Results by county and independent city:

Virginia Lieutenant Governor Democratic primary, 2013
| Party |  | Candidate | Votes | % | ±% |
|---|---|---|---|---|---|
|  | Democratic | Ralph Northam | 78,337 | 54.24% |  |
|  | Democratic | Aneesh Chopra | 66,098 | 45.76% |  |
| Majority |  |  | 12,239 | 8.47% |  |
| Turnout |  |  | 144,435 |  |  |

==General election==

===September debate===
The two candidates met in a debate held in Arlington on September 24, 2013. The debate was marked by sharp contrasts between the candidates on both issues and style. Northam was the aggressor in the debate, attacking Jackson over his controversial statements and personal history.

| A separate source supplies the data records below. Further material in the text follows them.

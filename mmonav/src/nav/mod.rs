//! Pure navigation math - bearings, compass labels, turn corrections.
//!
//! Bearings here are compass bearings, not Cartesian angles: 0° points along
//! +Y ("up", North) and positive angles increase clockwise toward +X. That
//! matches what a player sees on an in-game compass and is achieved by
//! swapping the arguments to `atan2` relative to the mathematical convention.

mod estimator;

pub use estimator::{HeadingEstimator, HeadingEstimatorConfig};

use std::fmt;

use crate::coord::{CoordinateData, CoordinateSystem};

const FULL_CIRCLE_DEG: f64 = 360.0;
const HALF_CIRCLE_DEG: f64 = 180.0;

/// Headings within this many degrees of the target bearing count as
/// "go straight" - a dead zone, not a precise angle.
const TURN_DEAD_ZONE_DEG: f64 = 5.0;

/// Compass bearing from `(x1, y1)` toward `(x2, y2)`, in `[0, 360)`.
///
/// Under a left-handed system (+X is West) the bearing is mirrored, since a
/// growing X coordinate moves the player west rather than east.
pub fn bearing_between(
    x1: f64,
    y1: f64,
    x2: f64,
    y2: f64,
    system: CoordinateSystem,
) -> f64 {
    let dx = x2 - x1;
    let dy = y2 - y1;

    // Swapped atan2 arguments: 0° = North (+Y), clockwise positive.
    let angle = dx.atan2(dy).to_degrees();
    let bearing = angle.rem_euclid(FULL_CIRCLE_DEG);

    match system {
        CoordinateSystem::RightHanded => bearing,
        CoordinateSystem::LeftHanded => (FULL_CIRCLE_DEG - bearing).rem_euclid(FULL_CIRCLE_DEG),
    }
}

/// Straight-line distance between two samples in the X/Y plane.
pub fn planar_distance(a: &CoordinateData, b: &CoordinateData) -> f64 {
    (b.x - a.x).hypot(b.y - a.y)
}

/// Eight-point compass label.
#[derive(Debug, Clone, Copy, PartialEq, Eq)]
pub enum CompassPoint {
    North,
    NorthEast,
    East,
    SouthEast,
    South,
    SouthWest,
    West,
    NorthWest,
}

impl CompassPoint {
    /// Bucket an arbitrary angle into one of eight 45° sectors. North owns
    /// both edges of the circle (`[0, 22.5)` and `[337.5, 360)`).
    pub fn from_bearing(angle: f64) -> Self {
        let angle = angle.rem_euclid(FULL_CIRCLE_DEG);
        match angle {
            a if a < 22.5 => Self::North,
            a if a < 67.5 => Self::NorthEast,
            a if a < 112.5 => Self::East,
            a if a < 157.5 => Self::SouthEast,
            a if a < 202.5 => Self::South,
            a if a < 247.5 => Self::SouthWest,
            a if a < 292.5 => Self::West,
            a if a < 337.5 => Self::NorthWest,
            _ => Self::North,
        }
    }

    pub fn as_str(&self) -> &'static str {
        match self {
            Self::North => "North",
            Self::NorthEast => "NorthEast",
            Self::East => "East",
            Self::SouthEast => "SouthEast",
            Self::South => "South",
            Self::SouthWest => "SouthWest",
            Self::West => "West",
            Self::NorthWest => "NorthWest",
        }
    }
}

impl fmt::Display for CompassPoint {
    fn fmt(&self, f: &mut fmt::Formatter<'_>) -> fmt::Result {
        f.write_str(self.as_str())
    }
}

/// Steering indicator: which way to turn to line up with a target heading.
#[derive(Debug, Clone, Copy, Default, PartialEq, Eq)]
pub enum TurnDirection {
    /// Within the dead zone - keep going.
    #[default]
    Straight,
    Left,
    Right,
}

impl TurnDirection {
    /// The label presentation layers show; straight-ahead is the empty string.
    pub fn as_str(&self) -> &'static str {
        match self {
            Self::Straight => "",
            Self::Left => "Left",
            Self::Right => "Right",
        }
    }
}

impl fmt::Display for TurnDirection {
    fn fmt(&self, f: &mut fmt::Formatter<'_>) -> fmt::Result {
        f.write_str(self.as_str())
    }
}

/// Which way to turn from `current_heading` to reach `target_heading`.
///
/// The clockwise difference decides: under 180° means the target lies to the
/// right, otherwise to the left, with a ±5° dead zone around straight ahead.
pub fn turn_correction(target_heading: f64, current_heading: f64) -> TurnDirection {
    let diff = (target_heading - current_heading).rem_euclid(FULL_CIRCLE_DEG);
    if diff > FULL_CIRCLE_DEG - TURN_DEAD_ZONE_DEG || diff < TURN_DEAD_ZONE_DEG {
        TurnDirection::Straight
    } else if diff < HALF_CIRCLE_DEG {
        TurnDirection::Right
    } else {
        TurnDirection::Left
    }
}

#[cfg(test)]
mod tests {
    use super::*;

    fn assert_close(actual: f64, expected: f64) {
        assert!(
            (actual - expected).abs() < 0.1,
            "expected ~{expected}°, got {actual}°"
        );
    }

    #[test]
    fn test_bearing_cardinal_directions_right_handed() {
        let sys = CoordinateSystem::RightHanded;
        assert_close(bearing_between(0.0, 0.0, 0.0, 10.0, sys), 0.0); // North
        assert_close(bearing_between(0.0, 0.0, 10.0, 0.0, sys), 90.0); // East
        assert_close(bearing_between(0.0, 0.0, 0.0, -10.0, sys), 180.0); // South
        assert_close(bearing_between(0.0, 0.0, -10.0, 0.0, sys), 270.0); // West
    }

    #[test]
    fn test_bearing_diagonal_right_handed() {
        assert_close(
            bearing_between(0.0, 0.0, 10.0, 10.0, CoordinateSystem::RightHanded),
            45.0,
        );
    }

    #[test]
    fn test_bearing_left_handed_mirrors() {
        let sys = CoordinateSystem::LeftHanded;
        // +X is West in a left-handed world.
        assert_close(bearing_between(0.0, 0.0, 10.0, 0.0, sys), 270.0);
        assert_close(bearing_between(0.0, 0.0, -10.0, 0.0, sys), 90.0);
        assert_close(bearing_between(0.0, 0.0, 10.0, 10.0, sys), 315.0);
        // North is unaffected by the mirror.
        assert_close(bearing_between(0.0, 0.0, 0.0, 10.0, sys), 0.0);
    }

    #[test]
    fn test_bearing_is_normalized() {
        let bearing = bearing_between(5.0, 5.0, -3.0, -4.0, CoordinateSystem::RightHanded);
        assert!((0.0..360.0).contains(&bearing));
    }

    #[test]
    fn test_planar_distance() {
        let a = CoordinateData::new(0.0, 0.0);
        let b = CoordinateData::new(3.0, 4.0);
        assert_close(planar_distance(&a, &b), 5.0);
    }

    #[test]
    fn test_compass_buckets() {
        assert_eq!(CompassPoint::from_bearing(0.0), CompassPoint::North);
        assert_eq!(CompassPoint::from_bearing(22.4), CompassPoint::North);
        assert_eq!(CompassPoint::from_bearing(22.5), CompassPoint::NorthEast);
        assert_eq!(CompassPoint::from_bearing(90.0), CompassPoint::East);
        assert_eq!(CompassPoint::from_bearing(135.0), CompassPoint::SouthEast);
        assert_eq!(CompassPoint::from_bearing(180.0), CompassPoint::South);
        assert_eq!(CompassPoint::from_bearing(225.0), CompassPoint::SouthWest);
        assert_eq!(CompassPoint::from_bearing(270.0), CompassPoint::West);
        assert_eq!(CompassPoint::from_bearing(315.0), CompassPoint::NorthWest);
        assert_eq!(CompassPoint::from_bearing(337.5), CompassPoint::North);
        assert_eq!(CompassPoint::from_bearing(359.9), CompassPoint::North);
    }

    #[test]
    fn test_compass_normalizes_out_of_range_angles() {
        assert_eq!(CompassPoint::from_bearing(450.0), CompassPoint::East);
        assert_eq!(CompassPoint::from_bearing(-90.0), CompassPoint::West);
    }

    #[test]
    fn test_turn_dead_zone() {
        assert_eq!(turn_correction(0.0, 0.0), TurnDirection::Straight);
        assert_eq!(turn_correction(4.9, 0.0), TurnDirection::Straight);
        assert_eq!(turn_correction(355.5, 0.0), TurnDirection::Straight);
    }

    #[test]
    fn test_turn_right_when_target_is_clockwise() {
        assert_eq!(turn_correction(90.0, 0.0), TurnDirection::Right);
        assert_eq!(turn_correction(179.0, 0.0), TurnDirection::Right);
    }

    #[test]
    fn test_turn_left_when_target_is_counterclockwise() {
        assert_eq!(turn_correction(270.0, 0.0), TurnDirection::Left);
        assert_eq!(turn_correction(180.0, 0.0), TurnDirection::Left);
        // Wrap-around: heading 350°, target 340° is a small left turn.
        assert_eq!(turn_correction(340.0, 350.0), TurnDirection::Left);
    }

    #[test]
    fn test_turn_labels() {
        assert_eq!(TurnDirection::Straight.as_str(), "");
        assert_eq!(TurnDirection::Left.as_str(), "Left");
        assert_eq!(TurnDirection::Right.as_str(), "Right");
    }
}
//! INI-backed profile storage.
//!
//! Profiles live in `~/.mmonav/profiles.ini`, one `[profile:<name>]` section
//! per game. Loading is lenient: a missing file yields the default profile,
//! unknown keys are ignored, and malformed values fall back to defaults so
//! a hand-edited file can never wedge the application at startup.

use std::path::{Path, PathBuf};

use ini::Ini;
use thiserror::Error;

use crate::coord::{CoordinateOrder, CoordinateSystem};

use super::{GameProfile, WatchMode};

/// Section name prefix for profile sections.
const PROFILE_SECTION_PREFIX: &str = "profile:";

/// Profile file errors.
#[derive(Debug, Error)]
pub enum ProfileFileError {
    /// Failed to read the profile file.
    #[error("failed to read profile file: {0}")]
    Read(#[from] ini::Error),

    /// Failed to write the profile file.
    #[error("failed to write profile file: {0}")]
    Write(std::io::Error),

    /// Failed to create the profile directory.
    #[error("failed to create profile directory: {0}")]
    Directory(std::io::Error),
}

/// Path of the default profile file (`~/.mmonav/profiles.ini`).
pub fn default_profile_path() -> PathBuf {
    dirs::home_dir()
        .unwrap_or_else(|| PathBuf::from("."))
        .join(".mmonav")
        .join("profiles.ini")
}

/// Load every profile from `path`.
///
/// A missing file, or a file without any profile section, yields a single
/// default profile so callers always have something to start with.
pub fn load_profiles(path: &Path) -> Result<Vec<GameProfile>, ProfileFileError> {
    if !path.exists() {
        tracing::debug!(path = %path.display(), "no profile file, using defaults");
        return Ok(vec![GameProfile::default()]);
    }

    let ini = Ini::load_from_file(path)?;
    let mut profiles = Vec::new();

    for (section, props) in ini.iter() {
        let Some(section) = section else { continue };
        let Some(name) = section.strip_prefix(PROFILE_SECTION_PREFIX) else {
            continue;
        };

        let mut profile = GameProfile::named(name.trim());
        if let Some(v) = props.get("watch_mode") {
            profile.watch_mode = WatchMode::parse(v);
        }
        if let Some(v) = props.get("coordinate_system") {
            profile.coordinate_system = CoordinateSystem::parse(v);
        }
        if let Some(v) = props.get("coordinate_order") {
            profile.coordinate_order = CoordinateOrder::parse(v);
        }
        if let Some(v) = props.get("log_file") {
            profile.log_file_path = PathBuf::from(v);
        }
        if let Some(v) = props.get("log_pattern") {
            profile.log_pattern = v.to_string();
        }
        profiles.push(profile);
    }

    if profiles.is_empty() {
        tracing::debug!(path = %path.display(), "profile file has no profiles, using defaults");
        profiles.push(GameProfile::default());
    }

    Ok(profiles)
}

/// Save profiles to `path`, creating parent directories as needed.
pub fn save_profiles(path: &Path, profiles: &[GameProfile]) -> Result<(), ProfileFileError> {
    if let Some(parent) = path.parent() {
        std::fs::create_dir_all(parent).map_err(ProfileFileError::Directory)?;
    }

    let mut ini = Ini::new();
    for profile in profiles {
        let section = format!("{PROFILE_SECTION_PREFIX}{}", profile.name);
        ini.with_section(Some(section))
            .set("watch_mode", profile.watch_mode.as_str())
            .set("coordinate_system", profile.coordinate_system.as_str())
            .set("coordinate_order", profile.coordinate_order.as_str())
            .set("log_file", profile.log_file_path.to_string_lossy().as_ref())
            .set("log_pattern", profile.log_pattern.as_str());
    }

    ini.write_to_file(path).map_err(ProfileFileError::Write)
}

#[cfg(test)]
mod tests {
    use super::*;
    use crate::logline::DEFAULT_LOG_PATTERN;
    use tempfile::TempDir;

    #[test]
    fn test_missing_file_yields_default_profile() {
        let dir = TempDir::new().unwrap();
        let profiles = load_profiles(&dir.path().join("absent.ini")).unwrap();
        assert_eq!(profiles.len(), 1);
        assert_eq!(profiles[0], GameProfile::default());
    }

    #[test]
    fn test_round_trip_preserves_every_field() {
        let dir = TempDir::new().unwrap();
        let path = dir.path().join("profiles.ini");

        let original = vec![
            GameProfile::default(),
            GameProfile::named("eq")
                .with_watch_mode(WatchMode::File)
                .with_log_file("/games/eq/logs/chat.txt")
                .with_log_pattern(r"loc: (-?\d+) (-?\d+)")
                .with_coordinate_system(CoordinateSystem::LeftHanded)
                .with_coordinate_order(CoordinateOrder::YX),
        ];

        save_profiles(&path, &original).unwrap();
        let loaded = load_profiles(&path).unwrap();
        assert_eq!(loaded, original);
    }

    #[test]
    fn test_unknown_keys_and_sections_are_ignored() {
        let dir = TempDir::new().unwrap();
        let path = dir.path().join("profiles.ini");
        std::fs::write(
            &path,
            "[general]\ntheme = dark\n\n[profile:wow]\nwatch_mode = file\nfavorite_mount = gryphon\n",
        )
        .unwrap();

        let profiles = load_profiles(&path).unwrap();
        assert_eq!(profiles.len(), 1);
        assert_eq!(profiles[0].name, "wow");
        assert_eq!(profiles[0].watch_mode, WatchMode::File);
    }

    #[test]
    fn test_malformed_values_fall_back_to_defaults() {
        let dir = TempDir::new().unwrap();
        let path = dir.path().join("profiles.ini");
        std::fs::write(
            &path,
            "[profile:odd]\nwatch_mode = telepathy\ncoordinate_order = q w e\ncoordinate_system = upside-down\n",
        )
        .unwrap();

        let profiles = load_profiles(&path).unwrap();
        let profile = &profiles[0];
        assert_eq!(profile.watch_mode, WatchMode::Clipboard);
        assert_eq!(profile.coordinate_order, CoordinateOrder::XZYD);
        assert_eq!(profile.coordinate_system, CoordinateSystem::RightHanded);
        assert_eq!(profile.log_pattern, DEFAULT_LOG_PATTERN);
    }

    #[test]
    fn test_save_creates_parent_directories() {
        let dir = TempDir::new().unwrap();
        let path = dir.path().join("nested").join("deeper").join("profiles.ini");
        save_profiles(&path, &[GameProfile::default()]).unwrap();
        assert!(path.exists());
    }
}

In response to repeated attacks from Northam on Jackson's history of controversial statements, Jackson read aloud a section of the Virginia Constitution that differentiates social opinions from one's ability to govern. Jackson said, "I know the difference between what I do [in church] and what I'm required to do here. ... If I'm elected, I'm going to serve all the people of Virginia regardless of what their religious background is. ... I'm not running to be preacher, theologian, bishop, pastor of Virginia. I'm running to be lieutenant governor of Virginia."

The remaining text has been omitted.